売り上げ大幅減、客の差別的な問い合わせに「心が痛い」

「インド株」のせい? 風評被害にカレー店悲鳴

インドカレー専門店「シャルマ」のコック=2019年6月5日、金沢市(同店提供・時事)

 感染力が強いとされる新型コロナウイルスのインド型変異株。日本国内では「インド株」という言葉が独り歩きし、インド料理店などが風評被害に悩まされている。客からの差別的な問い合わせを受けたカレー店の代表は「インド人従業員と変異株は関係がなく、心が痛い」と話している。
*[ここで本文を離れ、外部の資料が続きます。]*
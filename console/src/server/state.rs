//! Server state

use std::sync::Arc;

use crate::app::options::ViewOptions;
use crate::app::state::{AppState, ConsoleViews};
use crate::authn::session::SessionStore;
use crate::http::api::ManagementApi;
use crate::pages::flash::FlashBoard;
use crate::pages::PageContext;

/// Server state shared across handlers
pub struct ServerState {
    pub api: Arc<dyn ManagementApi>,
    pub session: Arc<SessionStore>,
    pub views: Arc<ConsoleViews>,
    pub flashes: Arc<FlashBoard>,
    pub view_options: ViewOptions,
}

impl ServerState {
    pub fn new(app_state: &AppState) -> Self {
        Self {
            api: app_state.api.clone(),
            session: app_state.session.clone(),
            views: app_state.views.clone(),
            flashes: app_state.flashes.clone(),
            view_options: app_state.view_options,
        }
    }

    /// Page collaborators, with the feedback pending for `path`
    pub fn page_context(&self, path: &str) -> PageContext<'_> {
        PageContext {
            api: self.api.as_ref(),
            session: self.session.as_ref(),
            page_size: self.view_options.page_size,
            flashes: self.flashes.take(path),
        }
    }
}
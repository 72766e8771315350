//! Application state management

use std::future::Future;
use std::pin::Pin;
use std::sync::Arc;

use tokio::sync::watch;
use tokio::task::JoinHandle;
use tracing::{debug, info};

use crate::app::options::ViewOptions;
use crate::authn::session::{SessionState, SessionStore, TokenStorage};
use crate::errors::ConsoleError;
use crate::http::api::ManagementApi;
use crate::pages::dashboard::DashboardSnapshot;
use crate::pages::deployment_details::DeploymentDetail;
use crate::pages::flash::FlashBoard;
use crate::pages::views::ViewRegistry;

/// The open dashboard or deployment detail view
pub type ConsoleViews = ViewRegistry<DashboardSnapshot, DeploymentDetail>;

/// Main application state
pub struct AppState {
    /// Management API client
    pub api: Arc<dyn ManagementApi>,

    /// Operator session
    pub session: Arc<SessionStore>,

    /// Live views
    pub views: Arc<ConsoleViews>,

    /// Pending action feedback
    pub flashes: Arc<FlashBoard>,

    /// Page defaults
    pub view_options: ViewOptions,
}

impl AppState {
    pub fn new(api: Arc<dyn ManagementApi>, session: Arc<SessionStore>, view_options: ViewOptions) -> Self {
        Self {
            api,
            session,
            views: Arc::new(ConsoleViews::new()),
            flashes: Arc::new(FlashBoard::new()),
            view_options,
        }
    }

    /// Initialize application state.
    ///
    /// The returned task tears the views down whenever the session ends.
    pub async fn init(
        api: Arc<dyn ManagementApi>,
        storage: Arc<dyn TokenStorage>,
        view_options: ViewOptions,
        shutdown_signal: Pin<Box<dyn Future<Output = ()> + Send>>,
    ) -> Result<(Self, JoinHandle<()>), ConsoleError> {
        info!("Initializing application state...");

        let session = Arc::new(SessionStore::load(api.clone(), storage).await);
        let state = Self::new(api, session, view_options);

        let handle = tokio::spawn(watch_session(
            state.session.subscribe(),
            state.views.clone(),
            state.flashes.clone(),
            shutdown_signal,
        ));

        Ok((state, handle))
    }

    /// Shutdown application state
    pub async fn shutdown(&self) -> Result<(), ConsoleError> {
        info!("Shutting down application state...");
        self.views.close();
        self.flashes.clear();
        Ok(())
    }
}

async fn watch_session(
    mut changes: watch::Receiver<SessionState>,
    views: Arc<ConsoleViews>,
    flashes: Arc<FlashBoard>,
    mut shutdown_signal: Pin<Box<dyn Future<Output = ()> + Send>>,
) {
    let mut was_authenticated = changes.borrow().is_authenticated();

    loop {
        tokio::select! {
            _ = &mut shutdown_signal => return,
            changed = changes.changed() => {
                if changed.is_err() {
                    return;
                }
            }
        }

        let authenticated = changes.borrow_and_update().is_authenticated();
        if was_authenticated && !authenticated {
            debug!("Session ended, closing views");
            views.close();
            flashes.clear();
        }
        was_authenticated = authenticated;
    }
}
 発見場所の国名を使うのが通例だった変異株の呼称について、世界保健機関(WHO)は5月末、ギリシャ文字のアルファベットを使うと発表した。対象国への差別解消が狙いで、日本政府も同様の対応を表明。加藤勝信官房長官は今月1日の記者会見で「今後は『アルファ株』『デルタ株』などを用いる。順次、新しい呼称に切り替えていきたい」と述べた。

 福岡県内に5店舗を構えるインド料理店「MINA(ミナ)」は、5月に入り急に客足が減った。インドでは5月初め、1日当たりの新規感染者数が40万人を超え、日本国内でもインド型が広がりつつあった。代表を務めるネパール人のガイレタンカさん(50)は「原因は分からないが、売り上げは3~4割減った。外国人への差別感情もあるのでは」と肩を落とす。

 「調理するのはインドの人ですか」。石川県内を中心に6店舗を展開するインドカレー専門店「シャルマ」は、5月の大型連休中からこうした問い合わせを受けるようになった。大友吉朗代表(42)は「『インド人も食べに来るのか』との声もあり、風評被害だ。料理人は1年以上インドに帰っておらず、変異株に関係はない」と訴えた。